Highly Porous Silk Fibroin Scaffold Packed in PEGDA/Sucrose Microneedles for Controllable Transdermal Drug Delivery.

Abstract

Polymeric microneedles have attracted increasing attention as a minimally invasive platform for delivering drugs or vaccines in a more patient-friendly manner. However, traditional microfabrication techniques using negative molds with needle-shaped cavities usually require cumbersome centrifugation and vacuum degassing processes, which have restricted the scaled-up mass production of polymeric microneedles.
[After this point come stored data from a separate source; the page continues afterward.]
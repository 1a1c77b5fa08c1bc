//! Configuration management for the fraud model training pipeline

use crate::metrics::CostBaseline;
use crate::models::{ClassWeight, ForestParams, MaxFeatures, SplitCriterion, TreeParams};
use anyhow::{ensure, Context, Result};
use chrono::NaiveDate;
use config::{Config, Environment, File};
use serde::{Deserialize, Serialize};
use std::path::Path;

/// Main application configuration
#[derive(Debug, Clone, PartialEq, Serialize, Deserialize)]
pub struct AppConfig {
    pub data: DataConfig,
    pub model: ModelConfig,
    pub validation: ValidationConfig,
    pub cost: CostConfig,
    pub logging: LoggingConfig,
}

/// Input and output locations
#[derive(Debug, Clone, PartialEq, Serialize, Deserialize)]
pub struct DataConfig {
    /// Transactions CSV
    pub input_path: String,
    /// Where the JSON training report is written
    pub report_path: String,
    /// First day kept (inclusive)
    #[serde(default)]
    pub window_start: Option<NaiveDate>,
    /// First day dropped (exclusive)
    #[serde(default)]
    pub window_end: Option<NaiveDate>,
    /// Trailing window for the per-account transaction count
    #[serde(default = "default_temporal_window_minutes")]
    pub temporal_window_minutes: i64,
}

fn default_temporal_window_minutes() -> i64 {
    60
}

/// Random forest hyperparameters
#[derive(Debug, Clone, PartialEq, Serialize, Deserialize)]
pub struct ModelConfig {
    pub n_trees: usize,
    pub max_depth: usize,
    pub min_samples_leaf: usize,
    #[serde(default)]
    pub max_features: MaxFeatures,
    #[serde(default)]
    pub criterion: SplitCriterion,
    #[serde(default)]
    pub class_weight: ClassWeight,
    pub seed: u64,
}

impl ModelConfig {
    pub fn forest_params(&self) -> ForestParams {
        ForestParams {
            n_trees: self.n_trees,
            tree: TreeParams {
                max_depth: self.max_depth,
                min_samples_leaf: self.min_samples_leaf,
                max_features: self.max_features,
                criterion: self.criterion,
            },
            class_weight: self.class_weight,
            seed: self.seed,
        }
    }
}

/// Hold-out and cross-validation settings
#[derive(Debug, Clone, PartialEq, Serialize, Deserialize)]
pub struct ValidationConfig {
    /// Share of each class held out for the final evaluation
    pub test_fraction: f64,
    /// Seed for the stratified train/test split and the CV folds
    pub split_seed: u64,
    /// Folds for out-of-fold threshold selection; below 2 uses in-sample scores
    pub cv_folds: usize,
    /// Largest |precision - recall| accepted by the equal policy
    #[serde(default = "default_equal_tolerance")]
    pub equal_tolerance: f64,
}

fn default_equal_tolerance() -> f64 {
    0.01
}

/// Misclassification costs
#[derive(Debug, Clone, PartialEq, Serialize, Deserialize)]
pub struct CostConfig {
    /// Explicit FN cost; derived from training fraud amounts when unset
    #[serde(default)]
    pub false_negative_cost: Option<f64>,
    /// Added to the mean fraud amount when deriving the FN cost
    pub false_negative_penalty: f64,
    pub false_positive_cost: f64,
    /// Points in the threshold grid over [0, 1]
    pub grid_resolution: usize,
    #[serde(default)]
    pub baseline: CostBaseline,
}

/// Logging configuration
#[derive(Debug, Clone, PartialEq, Serialize, Deserialize)]
pub struct LoggingConfig {
    /// Log level (trace, debug, info, warn, error)
    pub level: String,
    /// Log format (json, pretty)
    pub format: String,
}

impl AppConfig {
    /// Load configuration from file
    pub fn load() -> Result<Self> {
        Self::load_from_path("config/config.toml")
    }

    /// Load configuration from a specific path, with `FRAUD__SECTION__KEY`
    /// environment overrides.
    pub fn load_from_path<P: AsRef<Path>>(path: P) -> Result<Self> {
        let config = Config::builder()
            .add_source(File::from(path.as_ref()))
            .add_source(
                Environment::with_prefix("FRAUD")
                    .separator("__")
                    .try_parsing(true),
            )
            .build()
            .with_context(|| format!("Failed to build configuration from {}", path.as_ref().display()))?;

        let config: Self = config
            .try_deserialize()
            .context("Failed to deserialize configuration")?;
        config
            .validate()
            .with_context(|| format!("Invalid configuration in {}", path.as_ref().display()))?;
        Ok(config)
    }

    /// Reject settings the pipeline cannot honour.
    pub fn validate(&self) -> Result<()> {
        let data = &self.data;
        ensure!(
            data.temporal_window_minutes > 0,
            "data.temporal_window_minutes must be positive, got {}",
            data.temporal_window_minutes
        );
        if let (Some(start), Some(end)) = (data.window_start, data.window_end) {
            ensure!(start < end, "data.window_start {start} must be before data.window_end {end}");
        }

        let model = &self.model;
        ensure!(model.n_trees >= 1, "model.n_trees must be at least 1");
        ensure!(model.max_depth >= 1, "model.max_depth must be at least 1");
        ensure!(model.min_samples_leaf >= 1, "model.min_samples_leaf must be at least 1");
        if let MaxFeatures::Fraction(f) = model.max_features {
            ensure!(f > 0.0 && f <= 1.0, "model.max_features fraction must be in (0, 1], got {f}");
        }

        let validation = &self.validation;
        ensure!(
            validation.test_fraction > 0.0 && validation.test_fraction < 1.0,
            "validation.test_fraction must be in (0, 1), got {}",
            validation.test_fraction
        );
        ensure!(
            validation.equal_tolerance.is_finite() && validation.equal_tolerance >= 0.0,
            "validation.equal_tolerance must be a non-negative number, got {}",
            validation.equal_tolerance
        );

        let cost = &self.cost;
        if let Some(fn_cost) = cost.false_negative_cost {
            ensure!(
                fn_cost.is_finite() && fn_cost >= 0.0,
                "cost.false_negative_cost must be non-negative, got {fn_cost}"
            );
        }
        ensure!(
            cost.false_negative_penalty.is_finite() && cost.false_negative_penalty >= 0.0,
            "cost.false_negative_penalty must be non-negative, got {}",
            cost.false_negative_penalty
        );
        ensure!(
            cost.false_positive_cost.is_finite() && cost.false_positive_cost >= 0.0,
            "cost.false_positive_cost must be non-negative, got {}",
            cost.false_positive_cost
        );
        ensure!(
            cost.grid_resolution >= 2,
            "cost.grid_resolution must be at least 2, got {}",
            cost.grid_resolution
        );

        ensure!(
            matches!(self.logging.format.as_str(), "json" | "pretty"),
            "logging.format must be json or pretty, got {}",
            self.logging.format
        );
        Ok(())
    }
}

impl Default for AppConfig {
    fn default() -> Self {
        Self {
            data: DataConfig {
                input_path: "data/transactions.csv".to_string(),
                report_path: "reports/training_report.json".to_string(),
                window_start: NaiveDate::from_ymd_opt(2019, 1, 1),
                window_end: NaiveDate::from_ymd_opt(2020, 1, 1),
                temporal_window_minutes: default_temporal_window_minutes(),
            },
            model: ModelConfig {
                n_trees: 100,
                max_depth: 10,
                min_samples_leaf: 25,
                max_features: MaxFeatures::Sqrt,
                criterion: SplitCriterion::Gini,
                class_weight: ClassWeight::Balanced,
                seed: 100,
            },
            validation: ValidationConfig {
                test_fraction: 0.2,
                split_seed: 100,
                cv_folds: 5,
                equal_tolerance: default_equal_tolerance(),
            },
            cost: CostConfig {
                false_negative_cost: None,
                false_negative_penalty: 10.0,
                false_positive_cost: 10.0,
                grid_resolution: 200,
                baseline: CostBaseline::FlagNothing,
            },
            logging: LoggingConfig {
                level: "info".to_string(),
                format: "pretty".to_string(),
            },
        }
    }
}

#[cfg(test)]
mod tests {
    use super::*;

    #[test]
    fn test_default_config() {
        let config = AppConfig::default();
        assert_eq!(config.model.forest_params(), ForestParams::default());
        assert_eq!(config.validation.cv_folds, 5);
        assert_eq!(config.cost.grid_resolution, 200);
        assert_eq!(config.cost.false_negative_cost, None);
        assert_eq!(config.data.window_start, NaiveDate::from_ymd_opt(2019, 1, 1));
    }

    #[test]
    fn test_shipped_file_matches_default() {
        let path = concat!(env!("CARGO_MANIFEST_DIR"), "/config/config.toml");
        let loaded = AppConfig::load_from_path(path).unwrap();
        assert_eq!(loaded, AppConfig::default());
    }

    #[test]
    fn test_default_config_is_valid() {
        assert!(AppConfig::default().validate().is_ok());
    }

    #[test]
    fn test_out_of_range_settings_rejected() {
        let mut config = AppConfig::default();
        config.validation.test_fraction = 0.0;
        assert!(config.validate().is_err());
        config.validation.test_fraction = 1.0;
        assert!(config.validate().is_err());

        let mut config = AppConfig::default();
        config.cost.grid_resolution = 1;
        let err = config.validate().unwrap_err();
        assert!(err.to_string().contains("grid_resolution"));

        let mut config = AppConfig::default();
        config.model.max_features = MaxFeatures::Fraction(1.5);
        assert!(config.validate().is_err());

        let mut config = AppConfig::default();
        config.data.window_end = config.data.window_start;
        assert!(config.validate().is_err());

        let mut config = AppConfig::default();
        config.logging.format = "xml".to_string();
        assert!(config.validate().is_err());
    }

    #[test]
    fn test_invalid_file_rejected_on_load() {
        let shipped = std::fs::read_to_string(concat!(
            env!("CARGO_MANIFEST_DIR"),
            "/config/config.toml"
        ))
        .unwrap();
        let broken = shipped.replace("test_fraction = 0.2", "test_fraction = 1.5");
        assert_ne!(broken, shipped);

        let path = std::env::temp_dir().join(format!("fraud_config_{}.toml", std::process::id()));
        std::fs::write(&path, broken).unwrap();
        let result = AppConfig::load_from_path(&path);
        std::fs::remove_file(&path).unwrap();

        let err = result.unwrap_err();
        assert!(format!("{err:#}").contains("test_fraction"));
    }

    #[test]
    fn test_missing_file_is_an_error() {
        assert!(AppConfig::load_from_path("does/not/exist.toml").is_err());
    }
}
Herein, a novel polydimethylsiloxane (PDMS)-based negative mold with cavities packed with silk fibroin scaffold is developed for rapid fabrication of polymeric microneedles, which comprise primarily the composition of poly(ethylene glycol) diacrylate (PEGDA) and sucrose as the needle matrix. Fibroin scaffolds can instantly adsorb prepolymer solution due to capillary force, and subsequently initiate the formation of microneedles via photoinduced polymerization. Based on three types of model drugs, including Rhodamine B (RhB), indocyanine green (ICG), and doxorubicin (DOX), the fabricated PEGDA/sucrose microneedles can realize effective transdermal delivery and controllable release of therapeutic molecules by regulating the sucrose content. The presented method provides a simple strategy for quick fabrication of polymeric microneedles toward transdermal drug delivery applications.